Non. En l’état actuel du droit, tant aux États-Unis qu’en France et dans la majorité des juridictions internationales, l’intelligence artificielle ne peut pas être titulaire de droits d’auteur. Le droit d’auteur est exclusivement réservé aux personnes physiques, c’est-à-dire aux êtres humains ayant exprimé une création originale. La jurisprudence récente (Thaler v. Perlmutter, 2025) a réaffirmé cette exigence : une œuvre générée de manière autonome par une IA n’est pas protégeable, faute d’auteur humain identifiable. Les machines sont considérées comme de simples outils au service de la création, et non comme des sujets de droit.
2 – Pourquoi l’IA menace-t-elle le droit d’auteur ?
L’intelligence artificielle remet en cause certains fondements du droit d’auteur, notamment l’originalité, la titularité et la responsabilité juridique. Lorsqu’une œuvre est générée sans intervention humaine significative, il devient difficile de déterminer si elle peut être protégée, et si oui, au bénéfice de qui. De plus, les IA peuvent être entraînées à partir de données protégées sans autorisation, ce qui soulève des risques de contrefaçon massive, de désintermédiation des créateurs et d’appauvrissement des ayants droit. Enfin, la prolifération de contenus générés automatiquement pose un défi considérable à l’identification et à la protection des œuvres humaines authentiques.
3 – Quel est l’impact de l’intelligence artificielle sur le droit ?
L’intelligence artificielle constitue à la fois un défi et une opportunité pour les systèmes juridiques.
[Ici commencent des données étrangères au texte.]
//! Scenario manager
//!
//! A scenario is always freshly created. Its pipelines are realized with the
//! scenario id (and cycle id, when the config has a frequency) in context, so
//! `SCENARIO` and `CYCLE` scoped entities are shared exactly as wide as their
//! scope allows.

use crate::config::ScenarioConfig;
use crate::dispatch::JobCallback;
use crate::entities::{Job, Scenario};
use crate::error::{OrchestratorError, Result};
use crate::ids::{CycleId, PipelineId, ScenarioId};
use crate::manager::{CycleManager, DataManager, EntityManager, PipelineManager, TaskManager};
use crate::observability::orchestration_span;
use crate::scope::{ExecutionContext, Scope};
use chrono::{DateTime, Utc};
use std::sync::Arc;
use strata_store::Repository;

/// Scenario creation, submission and cascading deletion
#[derive(Debug)]
pub struct ScenarioManager {
    store: EntityManager<Scenario>,
    cycles: Arc<CycleManager>,
    pipelines: Arc<PipelineManager>,
    tasks: Arc<TaskManager>,
    data: Arc<DataManager>,
}

impl ScenarioManager {
    /// Create manager
    #[must_use]
    pub fn new(
        repository: Arc<dyn Repository<Scenario>>,
        cycles: Arc<CycleManager>,
        pipelines: Arc<PipelineManager>,
        tasks: Arc<TaskManager>,
        data: Arc<DataManager>,
    ) -> Self {
        Self {
            store: EntityManager::new(repository),
            cycles,
            pipelines,
            tasks,
            data,
        }
    }

    /// Create a scenario from `config`.
    ///
    /// `creation_date` defaults to now and selects the cycle when the config
    /// has a frequency.
    ///
    /// # Errors
    /// Cycle, pipeline or store failures
    pub fn create(
        &self,
        config: &ScenarioConfig,
        creation_date: Option<DateTime<Utc>>,
        name: Option<String>,
    ) -> Result<Scenario> {
        let creation_date = creation_date.unwrap_or_else(Utc::now);
        let cycle = config
            .frequency()
            .map(|frequency| self.cycles.get_or_create(frequency, creation_date))
            .transpose()?;

        let id = ScenarioId::generate(config.id());
        let mut context = ExecutionContext::new().with_scenario(id.clone());
        if let Some(cycle) = &cycle {
            context = context.with_cycle(cycle.id().clone());
        }

        let pipelines = config
            .pipelines()
            .iter()
            .map(|pc| {
                self.pipelines
                    .get_or_create(pc, &context)
                    .map(|p| p.id().clone())
            })
            .collect::<Result<Vec<PipelineId>>>()?;

        let scenario = Scenario::new(id, config.id(), creation_date)
            .with_pipelines(pipelines)
            .with_cycle(cycle.map(|c| c.id().clone()))
            .with_name(name)
            .with_properties(config.properties().clone());
        self.store.set(&scenario)?;

        tracing::info!(
            scenario_id = %scenario.id(),
            config_id = config.id(),
            pipelines = scenario.pipelines().len(),
            cycle_id = ?scenario.cycle_id(),
            "scenario created"
        );
        Ok(scenario)
    }

    /// Submit every pipeline of the scenario in order
    ///
    /// # Errors
    /// `NonExistingScenario`, or the first pipeline submission failure
    pub fn submit(&self, id: &ScenarioId, callbacks: &[JobCallback]) -> Result<Vec<Job>> {
        let _span = orchestration_span("submit_scenario", id.as_str()).entered();
        let scenario = self.get(id)?;
        let mut jobs = Vec::new();
        for pipeline_id in scenario.pipelines() {
            jobs.extend(self.pipelines.submit(pipeline_id, callbacks)?);
        }
        Ok(jobs)
    }

    /// Subscribe `name` to every pipeline of the scenario
    ///
    /// # Errors
    /// `NonExistingScenario`, `UnknownSubscriber` or `NonExistingPipeline`
    pub fn subscribe(&self, name: &str, id: &ScenarioId) -> Result<()> {
        let scenario = self.get(id)?;
        for pipeline_id in scenario.pipelines() {
            self.pipelines.subscribe(name, Some(pipeline_id))?;
        }
        Ok(())
    }

    /// Unsubscribe `name` from every pipeline of the scenario having it
    ///
    /// # Errors
    /// `SubscriptionNotFound` if no pipeline of the scenario had it
    pub fn unsubscribe(&self, name: &str, id: &ScenarioId) -> Result<()> {
        let scenario = self.get(id)?;
        let mut removed = false;
        for pipeline_id in scenario.pipelines() {
            match self.pipelines.unsubscribe(name, Some(pipeline_id)) {
                Ok(()) => removed = true,
                Err(OrchestratorError::SubscriptionNotFound { .. }) => {}
                Err(e) => return Err(e),
            }
        }
        if removed {
            Ok(())
        } else {
            Err(OrchestratorError::SubscriptionNotFound {
                subscriber: name.to_string(),
                pipeline: None,
            })
        }
    }

    /// Tag scenario, returning the saved copy
    ///
    /// # Errors
    /// `NonExistingScenario` if not stored
    pub fn add_tag(&self, id: &ScenarioId, tag: &str) -> Result<Scenario> {
        let mut scenario = self.get(id)?;
        if scenario.add_tag(tag) {
            self.store.set(&scenario)?;
        }
        Ok(scenario)
    }

    /// Remove tag, returning the saved copy
    ///
    /// # Errors
    /// `NonExistingScenario` if not stored
    pub fn remove_tag(&self, id: &ScenarioId, tag: &str) -> Result<Scenario> {
        let mut scenario = self.get(id)?;
        if scenario.remove_tag(tag) {
            self.store.set(&scenario)?;
        }
        Ok(scenario)
    }

    /// Delete the scenario and what it exclusively owns.
    ///
    /// Pipelines of `PIPELINE` or `SCENARIO` scope are hard deleted, then
    /// tasks and data nodes owned by the scenario. Cycle and global scoped
    /// entities stay.
    ///
    /// # Errors
    /// `NonExistingScenario` if not stored
    pub fn hard_delete(&self, id: &ScenarioId) -> Result<()> {
        let scenario = self.get(id)?;

        let mut pipelines = 0;
        for pipeline_id in scenario.pipelines() {
            match self.pipelines.find(pipeline_id)? {
                Some(pipeline) if pipeline.scope() >= Scope::Scenario => {
                    self.pipelines.hard_delete(pipeline_id)?;
                    pipelines += 1;
                }
                _ => {}
            }
        }
        let tasks = self.delete_owned(id.as_str())?;
        self.store.delete(id.as_str())?;

        tracing::info!(scenario_id = %id, pipelines, tasks, "scenario hard deleted");
        Ok(())
    }

    /// Delete the cycle, hard deleting its scenarios and the entities the
    /// cycle owns
    ///
    /// # Errors
    /// `NonExistingCycle` if not stored
    pub fn hard_delete_cycle(&self, id: &CycleId) -> Result<()> {
        self.cycles.get(id)?;

        let scenarios = self.get_all_by_cycle(id)?;
        for scenario in &scenarios {
            self.hard_delete(scenario.id())?;
        }
        for pipeline in self.pipelines.get_all_by_owner(id.as_str())? {
            self.pipelines.hard_delete(pipeline.id())?;
        }
        self.delete_owned(id.as_str())?;
        self.cycles.delete(id)?;

        tracing::info!(cycle_id = %id, scenarios = scenarios.len(), "cycle hard deleted");
        Ok(())
    }

    fn delete_owned(&self, owner_id: &str) -> Result<usize> {
        let tasks = self.tasks.get_all_by_owner(owner_id)?;
        for task in &tasks {
            self.tasks.hard_delete(task.id())?;
        }
        self.data.delete_by_owner(owner_id)?;
        Ok(tasks.len())
    }

    /// Load scenario
    ///
    /// # Errors
    /// `NonExistingScenario` if not stored
    pub fn get(&self, id: &ScenarioId) -> Result<Scenario> {
        self.store.get(id.as_str())
    }

    /// Load scenario, `None` if absent
    ///
    /// # Errors
    /// Returns error if the repository cannot be read
    pub fn find(&self, id: &ScenarioId) -> Result<Option<Scenario>> {
        self.store.find(id.as_str())
    }

    /// Check if stored
    ///
    /// # Errors
    /// Returns error if the repository cannot be read
    pub fn exists(&self, id: &ScenarioId) -> Result<bool> {
        self.store.exists(id.as_str())
    }

    /// Every scenario
    ///
    /// # Errors
    /// Returns error if the repository cannot be read
    pub fn get_all(&self) -> Result<Vec<Scenario>> {
        self.store.get_all()
    }

    /// Scenarios created from `config_id`
    ///
    /// # Errors
    /// Returns error if the repository cannot be read
    pub fn get_all_by_config_id(&self, config_id: &str) -> Result<Vec<Scenario>> {
        self.store.get_all_by_config_id(config_id)
    }

    /// Scenarios attached to the cycle
    ///
    /// # Errors
    /// Returns error if the repository cannot be read
    pub fn get_all_by_cycle(&self, cycle_id: &CycleId) -> Result<Vec<Scenario>> {
        self.store.get_all_by_owner(cycle_id.as_str())
    }

    /// Scenarios carrying `tag`
    ///
    /// # Errors
    /// Returns error if the repository cannot be read
    pub fn get_all_by_tag(&self, tag: &str) -> Result<Vec<Scenario>> {
        self.store.get_all_by(&|s: &Scenario| s.has_tag(tag))
    }

    /// Save, replacing the stored copy
    ///
    /// # Errors
    /// Returns error if the repository cannot be written
    pub fn set(&self, scenario: &Scenario) -> Result<()> {
        self.store.set(scenario)
    }

    /// Delete the scenario entity only
    ///
    /// # Errors
    /// `NonExistingScenario` if not stored
    pub fn delete(&self, id: &ScenarioId) -> Result<()> {
        self.store.delete(id.as_str())
    }

    /// Delete several scenarios, returning how many existed
    ///
    /// # Errors
    /// Returns error if the repository cannot be written
    pub fn delete_many(&self, ids: &[ScenarioId]) -> Result<usize> {
        let ids: Vec<&str> = ids.iter().map(ScenarioId::as_str).collect();
        self.store.delete_many(&ids)
    }

    /// Clear the store
    ///
    /// # Errors
    /// Returns error if the repository cannot be written
    pub fn delete_all(&self) -> Result<()> {
        self.store.delete_all()
    }
}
Son impact se manifeste à plusieurs niveaux :
- En droit de la propriété intellectuelle, elle oblige les praticiens à redéfinir les contours de la création, de la titularité et de l’originalité.
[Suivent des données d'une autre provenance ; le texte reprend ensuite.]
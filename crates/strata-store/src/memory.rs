//! In-memory repository
//!
//! Keeps entities in insertion order so listings are reproducible, which the
//! schedulers and tests rely on.

use crate::entity::Entity;
use crate::error::StoreError;
use crate::repository::Repository;
use indexmap::IndexMap;
use parking_lot::RwLock;

/// Process-local repository backed by an ordered map
#[derive(Debug)]
pub struct InMemoryRepository<E: Entity> {
    entities: RwLock<IndexMap<String, E>>,
}

impl<E: Entity> InMemoryRepository<E> {
    /// Create empty repository
    #[inline]
    #[must_use]
    pub fn new() -> Self {
        Self {
            entities: RwLock::new(IndexMap::new()),
        }
    }

    /// Number of stored entities
    #[inline]
    #[must_use]
    pub fn len(&self) -> usize {
        self.entities.read().len()
    }

    /// Check if repository is empty
    #[inline]
    #[must_use]
    pub fn is_empty(&self) -> bool {
        self.entities.read().is_empty()
    }
}

impl<E: Entity> Default for InMemoryRepository<E> {
    fn default() -> Self {
        Self::new()
    }
}

impl<E: Entity> Repository<E> for InMemoryRepository<E> {
    fn load(&self, id: &str) -> Result<Option<E>, StoreError> {
        Ok(self.entities.read().get(id).cloned())
    }

    fn load_all(&self) -> Result<Vec<E>, StoreError> {
        Ok(self.entities.read().values().cloned().collect())
    }

    fn save(&self, entity: &E) -> Result<(), StoreError> {
        // Overwrites in place so an updated entity keeps its listing position
        self.entities
            .write()
            .insert(entity.id().to_string(), entity.clone());
        Ok(())
    }

    fn delete(&self, id: &str) -> Result<bool, StoreError> {
        Ok(self.entities.write().shift_remove(id).is_some())
    }

    fn delete_all(&self) -> Result<(), StoreError> {
        self.entities.write().clear();
        Ok(())
    }

    fn exists(&self, id: &str) -> Result<bool, StoreError> {
        Ok(self.entities.read().contains_key(id))
    }
}

#[cfg(test)]
mod tests {
    use super::*;
    use serde::{Deserialize, Serialize};

    #[derive(Debug, Clone, PartialEq, Serialize, Deserialize)]
    struct Note {
        id: String,
        config_id: String,
        body: String,
    }

    impl Entity for Note {
        const KIND: &'static str = "note";

        fn id(&self) -> &str {
            &self.id
        }

        fn config_id(&self) -> &str {
            &self.config_id
        }
    }

    fn note(id: &str, config_id: &str, body: &str) -> Note {
        Note {
            id: id.to_string(),
            config_id: config_id.to_string(),
            body: body.to_string(),
        }
    }

    #[test]
    fn save_and_load() {
        let repo = InMemoryRepository::<Note>::new();
        assert!(repo.load("n1").unwrap().is_none());

        repo.save(&note("n1", "cfg", "hello")).unwrap();
        assert_eq!(repo.load("n1").unwrap(), Some(note("n1", "cfg", "hello")));
        assert_eq!(repo.len(), 1);
    }

    #[test]
    fn save_overwrites_every_field() {
        let repo = InMemoryRepository::<Note>::new();
        repo.save(&note("n1", "cfg_a", "first")).unwrap();
        repo.save(&note("n1", "cfg_b", "second")).unwrap();

        let loaded = repo.load("n1").unwrap().unwrap();
        assert_eq!(loaded.config_id, "cfg_b");
        assert_eq!(loaded.body, "second");
        assert_eq!(repo.len(), 1);
    }

    #[test]
    fn load_all_keeps_insertion_order() {
        let repo = InMemoryRepository::<Note>::new();
        repo.save(&note("b", "cfg", "")).unwrap();
        repo.save(&note("a", "cfg", "")).unwrap();
        repo.save(&note("c", "other", "")).unwrap();

        let ids: Vec<String> = repo.load_all().unwrap().into_iter().map(|n| n.id).collect();
        assert_eq!(ids, vec!["b", "a", "c"]);

        let by_cfg = repo.load_all_by(&|n: &Note| n.config_id == "cfg").unwrap();
        assert_eq!(by_cfg.len(), 2);
    }

    #[test]
    fn delete_and_delete_many() {
        let repo = InMemoryRepository::<Note>::new();
        for id in ["a", "b", "c"] {
            repo.save(&note(id, "cfg", "")).unwrap();
        }

        assert!(repo.delete("a").unwrap());
        assert!(!repo.delete("a").unwrap());
        assert_eq!(repo.delete_many(&["b", "c", "missing"]).unwrap(), 2);
        assert!(repo.is_empty());
    }

    #[test]
    fn delete_all_clears() {
        let repo = InMemoryRepository::<Note>::new();
        repo.save(&note("a", "cfg", "")).unwrap();
        repo.delete_all().unwrap();
        assert!(!repo.exists("a").unwrap());
    }
}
- En droit des contrats, elle soulève des questions sur la validité des accords générés ou négociés par des agents autonomes.
- En matière de responsabilité, elle interpelle les systèmes sur l’attribution de la faute en cas de dommages causés par une IA.
- En matière de protection des données, elle interagit fortement avec les régimes de privacy et de régulation algorithmique.
Les systèmes juridiques devront s’adapter en profondeur, sans pour autant renoncer à leurs principes fondamentaux, afin de garantir un encadrement efficace et équitable du développement technologique.